• _DATA FOR THIS EXERCISE_:

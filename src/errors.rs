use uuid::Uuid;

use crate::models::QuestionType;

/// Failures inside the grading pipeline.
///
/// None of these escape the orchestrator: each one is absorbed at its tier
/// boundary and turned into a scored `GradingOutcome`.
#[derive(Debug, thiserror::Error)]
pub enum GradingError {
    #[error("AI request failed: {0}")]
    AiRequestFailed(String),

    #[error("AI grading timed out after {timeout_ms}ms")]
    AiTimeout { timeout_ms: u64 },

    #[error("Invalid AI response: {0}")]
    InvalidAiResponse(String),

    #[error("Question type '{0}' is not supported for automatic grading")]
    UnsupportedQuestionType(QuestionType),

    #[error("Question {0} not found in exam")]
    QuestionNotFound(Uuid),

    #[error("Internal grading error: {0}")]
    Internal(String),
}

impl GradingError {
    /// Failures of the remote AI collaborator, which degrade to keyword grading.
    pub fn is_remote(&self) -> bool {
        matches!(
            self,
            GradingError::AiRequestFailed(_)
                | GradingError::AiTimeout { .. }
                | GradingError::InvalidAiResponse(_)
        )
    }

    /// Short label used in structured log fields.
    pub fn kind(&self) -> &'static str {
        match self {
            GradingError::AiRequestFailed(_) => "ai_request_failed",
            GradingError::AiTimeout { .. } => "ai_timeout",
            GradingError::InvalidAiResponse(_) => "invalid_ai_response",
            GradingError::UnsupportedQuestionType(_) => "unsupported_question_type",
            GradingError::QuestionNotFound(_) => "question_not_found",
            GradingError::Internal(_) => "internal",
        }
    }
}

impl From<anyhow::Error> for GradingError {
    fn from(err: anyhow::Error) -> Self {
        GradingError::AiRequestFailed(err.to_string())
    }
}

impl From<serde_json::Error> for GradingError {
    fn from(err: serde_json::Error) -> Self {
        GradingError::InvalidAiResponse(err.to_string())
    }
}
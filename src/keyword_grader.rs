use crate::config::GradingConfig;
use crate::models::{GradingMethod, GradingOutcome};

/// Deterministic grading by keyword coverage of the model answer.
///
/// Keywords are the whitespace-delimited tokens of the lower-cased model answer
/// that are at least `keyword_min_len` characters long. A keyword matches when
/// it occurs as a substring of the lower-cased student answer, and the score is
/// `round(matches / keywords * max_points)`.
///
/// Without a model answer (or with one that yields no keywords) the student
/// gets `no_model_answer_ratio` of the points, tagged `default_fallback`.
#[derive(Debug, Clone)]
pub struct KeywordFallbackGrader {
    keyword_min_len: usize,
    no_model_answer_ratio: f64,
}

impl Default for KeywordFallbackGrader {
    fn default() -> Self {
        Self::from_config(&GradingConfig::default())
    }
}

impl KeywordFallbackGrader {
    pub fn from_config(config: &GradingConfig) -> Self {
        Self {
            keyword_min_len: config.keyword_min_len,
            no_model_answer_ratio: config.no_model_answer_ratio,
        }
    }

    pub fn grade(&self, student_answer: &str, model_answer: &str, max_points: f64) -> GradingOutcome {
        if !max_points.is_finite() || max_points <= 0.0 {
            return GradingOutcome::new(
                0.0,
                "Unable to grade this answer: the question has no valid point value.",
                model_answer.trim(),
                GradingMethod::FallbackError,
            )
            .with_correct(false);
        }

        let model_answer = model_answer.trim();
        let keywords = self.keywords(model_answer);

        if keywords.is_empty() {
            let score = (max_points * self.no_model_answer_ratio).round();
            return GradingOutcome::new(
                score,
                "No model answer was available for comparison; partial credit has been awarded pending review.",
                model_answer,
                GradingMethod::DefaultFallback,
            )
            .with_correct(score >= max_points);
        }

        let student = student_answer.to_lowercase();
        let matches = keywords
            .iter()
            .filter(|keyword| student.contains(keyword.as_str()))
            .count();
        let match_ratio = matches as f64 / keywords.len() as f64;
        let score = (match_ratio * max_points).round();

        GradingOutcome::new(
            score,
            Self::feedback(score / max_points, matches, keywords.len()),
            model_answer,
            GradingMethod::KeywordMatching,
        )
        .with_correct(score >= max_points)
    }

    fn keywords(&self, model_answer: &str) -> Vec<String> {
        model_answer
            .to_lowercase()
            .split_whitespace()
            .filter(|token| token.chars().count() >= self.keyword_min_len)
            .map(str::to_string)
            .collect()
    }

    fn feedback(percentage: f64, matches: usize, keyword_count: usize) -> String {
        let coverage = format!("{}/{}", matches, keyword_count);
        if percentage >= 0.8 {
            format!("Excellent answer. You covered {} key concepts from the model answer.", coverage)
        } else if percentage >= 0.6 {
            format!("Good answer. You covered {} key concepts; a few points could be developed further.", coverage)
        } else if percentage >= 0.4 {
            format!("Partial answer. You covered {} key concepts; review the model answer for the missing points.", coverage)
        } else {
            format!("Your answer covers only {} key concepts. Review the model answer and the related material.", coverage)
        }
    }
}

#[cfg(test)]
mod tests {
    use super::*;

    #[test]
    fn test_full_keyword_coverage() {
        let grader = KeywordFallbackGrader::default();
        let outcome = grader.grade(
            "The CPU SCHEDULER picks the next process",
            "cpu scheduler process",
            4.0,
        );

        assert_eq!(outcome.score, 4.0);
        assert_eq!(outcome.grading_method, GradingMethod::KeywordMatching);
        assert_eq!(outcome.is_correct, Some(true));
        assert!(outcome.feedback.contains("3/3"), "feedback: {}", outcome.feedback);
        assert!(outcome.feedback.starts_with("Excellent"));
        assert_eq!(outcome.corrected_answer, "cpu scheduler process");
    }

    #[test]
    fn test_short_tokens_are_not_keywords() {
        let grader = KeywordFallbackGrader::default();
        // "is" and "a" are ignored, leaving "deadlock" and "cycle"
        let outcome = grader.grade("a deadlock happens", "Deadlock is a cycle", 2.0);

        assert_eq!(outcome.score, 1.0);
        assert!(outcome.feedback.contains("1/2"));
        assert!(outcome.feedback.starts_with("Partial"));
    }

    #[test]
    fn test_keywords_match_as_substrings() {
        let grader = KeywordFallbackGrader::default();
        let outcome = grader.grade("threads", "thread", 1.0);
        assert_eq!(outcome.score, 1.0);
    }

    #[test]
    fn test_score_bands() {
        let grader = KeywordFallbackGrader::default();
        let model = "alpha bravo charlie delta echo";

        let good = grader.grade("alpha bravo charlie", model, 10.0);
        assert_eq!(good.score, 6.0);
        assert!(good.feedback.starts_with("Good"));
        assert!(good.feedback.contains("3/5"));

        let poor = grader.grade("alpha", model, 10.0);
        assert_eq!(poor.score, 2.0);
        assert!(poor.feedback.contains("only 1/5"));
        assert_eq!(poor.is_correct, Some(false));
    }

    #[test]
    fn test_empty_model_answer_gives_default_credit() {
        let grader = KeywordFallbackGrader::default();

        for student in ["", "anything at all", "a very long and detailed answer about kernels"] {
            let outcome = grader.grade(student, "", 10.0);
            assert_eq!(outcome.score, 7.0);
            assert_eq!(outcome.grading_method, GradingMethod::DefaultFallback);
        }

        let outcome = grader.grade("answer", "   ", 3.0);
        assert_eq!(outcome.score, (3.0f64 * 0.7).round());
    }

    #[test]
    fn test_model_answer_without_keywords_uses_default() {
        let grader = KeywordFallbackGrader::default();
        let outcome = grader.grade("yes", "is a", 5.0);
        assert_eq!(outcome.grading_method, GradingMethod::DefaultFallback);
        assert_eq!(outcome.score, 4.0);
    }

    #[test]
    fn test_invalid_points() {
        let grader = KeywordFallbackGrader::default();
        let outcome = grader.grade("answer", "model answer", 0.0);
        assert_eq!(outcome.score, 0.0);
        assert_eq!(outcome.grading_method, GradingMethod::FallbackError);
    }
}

• _ASSIGNMENT_: Search the data above and return each line in which "long" occurs.

• _RESULT FOR THIS EXERCISE_:
/// that are at least `keyword_min_len` characters long. A keyword matches when
        for student in ["", "anything at all", "a very long and detailed answer about kernels"] {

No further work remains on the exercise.